Dataset excerpts:

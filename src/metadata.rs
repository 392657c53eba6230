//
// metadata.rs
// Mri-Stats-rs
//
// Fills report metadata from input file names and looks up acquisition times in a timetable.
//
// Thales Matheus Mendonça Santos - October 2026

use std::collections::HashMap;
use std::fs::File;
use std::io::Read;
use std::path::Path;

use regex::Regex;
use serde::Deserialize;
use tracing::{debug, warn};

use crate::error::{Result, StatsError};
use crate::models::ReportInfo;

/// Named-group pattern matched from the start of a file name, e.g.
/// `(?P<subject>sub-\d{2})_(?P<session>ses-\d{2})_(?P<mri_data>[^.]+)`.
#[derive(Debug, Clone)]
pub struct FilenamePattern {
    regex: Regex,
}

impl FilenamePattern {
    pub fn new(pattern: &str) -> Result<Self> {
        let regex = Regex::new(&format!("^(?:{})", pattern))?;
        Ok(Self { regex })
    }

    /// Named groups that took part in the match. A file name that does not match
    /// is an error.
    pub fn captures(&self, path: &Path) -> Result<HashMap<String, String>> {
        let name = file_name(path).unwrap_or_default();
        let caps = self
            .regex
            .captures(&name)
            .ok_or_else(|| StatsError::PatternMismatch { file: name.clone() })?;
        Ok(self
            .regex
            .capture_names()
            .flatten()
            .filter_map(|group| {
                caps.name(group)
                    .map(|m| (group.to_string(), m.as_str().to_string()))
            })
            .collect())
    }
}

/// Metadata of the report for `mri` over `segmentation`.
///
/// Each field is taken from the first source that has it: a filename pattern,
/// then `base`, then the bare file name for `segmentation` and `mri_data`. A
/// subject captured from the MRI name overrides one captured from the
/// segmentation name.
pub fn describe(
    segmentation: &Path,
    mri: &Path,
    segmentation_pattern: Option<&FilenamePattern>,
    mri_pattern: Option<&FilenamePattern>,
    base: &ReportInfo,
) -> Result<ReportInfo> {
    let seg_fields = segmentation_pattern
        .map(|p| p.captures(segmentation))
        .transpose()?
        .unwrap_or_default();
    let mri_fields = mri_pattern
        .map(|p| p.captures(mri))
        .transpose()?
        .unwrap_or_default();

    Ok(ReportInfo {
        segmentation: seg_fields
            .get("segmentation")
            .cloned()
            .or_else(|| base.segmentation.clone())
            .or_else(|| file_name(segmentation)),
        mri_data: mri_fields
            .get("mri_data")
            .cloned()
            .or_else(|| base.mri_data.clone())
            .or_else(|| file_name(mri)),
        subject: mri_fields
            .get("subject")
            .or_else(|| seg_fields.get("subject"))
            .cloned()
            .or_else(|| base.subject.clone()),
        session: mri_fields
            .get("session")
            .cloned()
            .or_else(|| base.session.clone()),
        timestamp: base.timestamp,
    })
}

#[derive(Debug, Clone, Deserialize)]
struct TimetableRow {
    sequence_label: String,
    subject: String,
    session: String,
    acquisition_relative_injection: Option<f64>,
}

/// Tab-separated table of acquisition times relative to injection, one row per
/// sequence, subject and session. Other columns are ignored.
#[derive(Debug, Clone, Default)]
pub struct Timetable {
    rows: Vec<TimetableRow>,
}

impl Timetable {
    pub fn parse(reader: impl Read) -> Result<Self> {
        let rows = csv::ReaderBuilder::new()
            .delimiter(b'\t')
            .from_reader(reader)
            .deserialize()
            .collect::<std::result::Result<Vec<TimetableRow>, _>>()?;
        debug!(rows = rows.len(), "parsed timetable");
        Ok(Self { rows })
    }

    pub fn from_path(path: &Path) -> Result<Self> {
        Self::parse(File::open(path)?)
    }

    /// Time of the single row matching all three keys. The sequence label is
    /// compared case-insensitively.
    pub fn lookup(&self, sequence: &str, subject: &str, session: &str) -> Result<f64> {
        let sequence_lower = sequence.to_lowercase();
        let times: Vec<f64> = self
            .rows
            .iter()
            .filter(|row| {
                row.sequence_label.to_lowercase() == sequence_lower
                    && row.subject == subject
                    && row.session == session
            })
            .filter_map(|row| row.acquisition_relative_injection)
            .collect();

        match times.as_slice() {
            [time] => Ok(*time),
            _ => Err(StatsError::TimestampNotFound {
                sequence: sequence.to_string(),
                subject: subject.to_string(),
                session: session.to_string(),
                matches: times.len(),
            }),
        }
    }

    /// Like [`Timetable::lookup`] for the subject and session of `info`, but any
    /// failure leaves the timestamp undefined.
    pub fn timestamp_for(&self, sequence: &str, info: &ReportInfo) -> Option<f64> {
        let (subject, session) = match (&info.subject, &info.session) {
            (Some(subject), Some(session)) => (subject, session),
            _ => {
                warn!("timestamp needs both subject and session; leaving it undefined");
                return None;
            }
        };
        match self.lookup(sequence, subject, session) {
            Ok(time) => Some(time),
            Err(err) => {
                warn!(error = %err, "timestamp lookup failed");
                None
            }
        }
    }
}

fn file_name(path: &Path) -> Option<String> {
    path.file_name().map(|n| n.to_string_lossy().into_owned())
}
...
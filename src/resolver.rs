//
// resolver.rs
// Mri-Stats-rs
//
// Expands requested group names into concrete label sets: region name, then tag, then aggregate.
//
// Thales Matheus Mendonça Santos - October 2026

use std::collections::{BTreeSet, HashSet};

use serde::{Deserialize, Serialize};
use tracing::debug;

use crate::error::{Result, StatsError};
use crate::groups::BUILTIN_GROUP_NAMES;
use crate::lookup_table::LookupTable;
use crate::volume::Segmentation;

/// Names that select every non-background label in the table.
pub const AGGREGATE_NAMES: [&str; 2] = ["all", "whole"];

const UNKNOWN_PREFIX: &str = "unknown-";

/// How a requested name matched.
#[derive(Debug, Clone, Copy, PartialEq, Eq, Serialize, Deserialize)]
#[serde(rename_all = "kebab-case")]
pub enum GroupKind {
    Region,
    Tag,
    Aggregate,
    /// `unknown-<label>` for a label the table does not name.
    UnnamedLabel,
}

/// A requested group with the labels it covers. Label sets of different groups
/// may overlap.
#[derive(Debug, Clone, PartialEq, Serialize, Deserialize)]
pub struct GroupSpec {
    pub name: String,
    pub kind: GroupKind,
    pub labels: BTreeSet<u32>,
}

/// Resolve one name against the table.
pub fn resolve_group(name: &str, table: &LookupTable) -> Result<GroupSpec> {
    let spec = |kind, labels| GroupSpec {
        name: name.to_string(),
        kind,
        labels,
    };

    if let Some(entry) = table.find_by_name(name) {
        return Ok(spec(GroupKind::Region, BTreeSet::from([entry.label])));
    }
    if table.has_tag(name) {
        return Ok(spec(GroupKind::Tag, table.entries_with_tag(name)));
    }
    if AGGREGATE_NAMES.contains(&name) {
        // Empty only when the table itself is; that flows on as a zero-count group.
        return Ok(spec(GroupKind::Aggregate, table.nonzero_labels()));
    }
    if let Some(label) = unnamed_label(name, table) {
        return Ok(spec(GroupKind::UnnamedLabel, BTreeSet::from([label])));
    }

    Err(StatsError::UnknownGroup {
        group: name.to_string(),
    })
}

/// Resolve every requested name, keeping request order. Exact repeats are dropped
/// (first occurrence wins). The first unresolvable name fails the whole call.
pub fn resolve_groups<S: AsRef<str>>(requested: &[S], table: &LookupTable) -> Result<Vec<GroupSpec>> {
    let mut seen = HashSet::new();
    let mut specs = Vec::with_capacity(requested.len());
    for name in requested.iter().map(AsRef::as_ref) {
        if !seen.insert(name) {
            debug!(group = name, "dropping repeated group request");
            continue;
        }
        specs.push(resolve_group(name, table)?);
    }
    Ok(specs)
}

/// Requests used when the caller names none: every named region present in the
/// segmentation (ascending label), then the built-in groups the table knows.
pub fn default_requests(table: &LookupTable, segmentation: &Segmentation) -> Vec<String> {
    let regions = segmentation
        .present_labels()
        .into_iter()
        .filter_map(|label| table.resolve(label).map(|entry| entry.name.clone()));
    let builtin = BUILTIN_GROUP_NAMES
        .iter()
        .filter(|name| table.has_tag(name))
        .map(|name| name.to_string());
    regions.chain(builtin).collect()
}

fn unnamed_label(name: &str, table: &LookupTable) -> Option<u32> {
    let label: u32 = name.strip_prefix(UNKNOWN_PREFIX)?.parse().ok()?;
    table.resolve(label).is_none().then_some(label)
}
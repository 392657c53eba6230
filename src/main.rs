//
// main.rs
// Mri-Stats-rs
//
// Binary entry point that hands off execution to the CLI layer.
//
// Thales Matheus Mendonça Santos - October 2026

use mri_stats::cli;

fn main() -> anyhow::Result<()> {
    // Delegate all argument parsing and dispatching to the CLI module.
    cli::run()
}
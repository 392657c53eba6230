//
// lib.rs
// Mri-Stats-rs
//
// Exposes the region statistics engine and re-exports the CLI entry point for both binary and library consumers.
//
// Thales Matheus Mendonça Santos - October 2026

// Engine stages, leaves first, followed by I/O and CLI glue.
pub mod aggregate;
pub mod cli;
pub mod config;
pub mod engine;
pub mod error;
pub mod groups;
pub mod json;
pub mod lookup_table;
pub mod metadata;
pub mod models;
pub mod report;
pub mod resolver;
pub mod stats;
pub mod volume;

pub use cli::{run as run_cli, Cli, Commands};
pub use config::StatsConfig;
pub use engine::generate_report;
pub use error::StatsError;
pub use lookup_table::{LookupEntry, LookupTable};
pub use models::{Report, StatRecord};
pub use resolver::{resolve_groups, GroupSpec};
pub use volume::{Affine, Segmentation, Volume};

Your assignment
Go through the records and gather the lines that hold "both".

Task solution
                warn!("timestamp needs both subject and session; leaving it undefined");
// Exposes the region statistics engine and re-exports the CLI entry point for both binary and library consumers.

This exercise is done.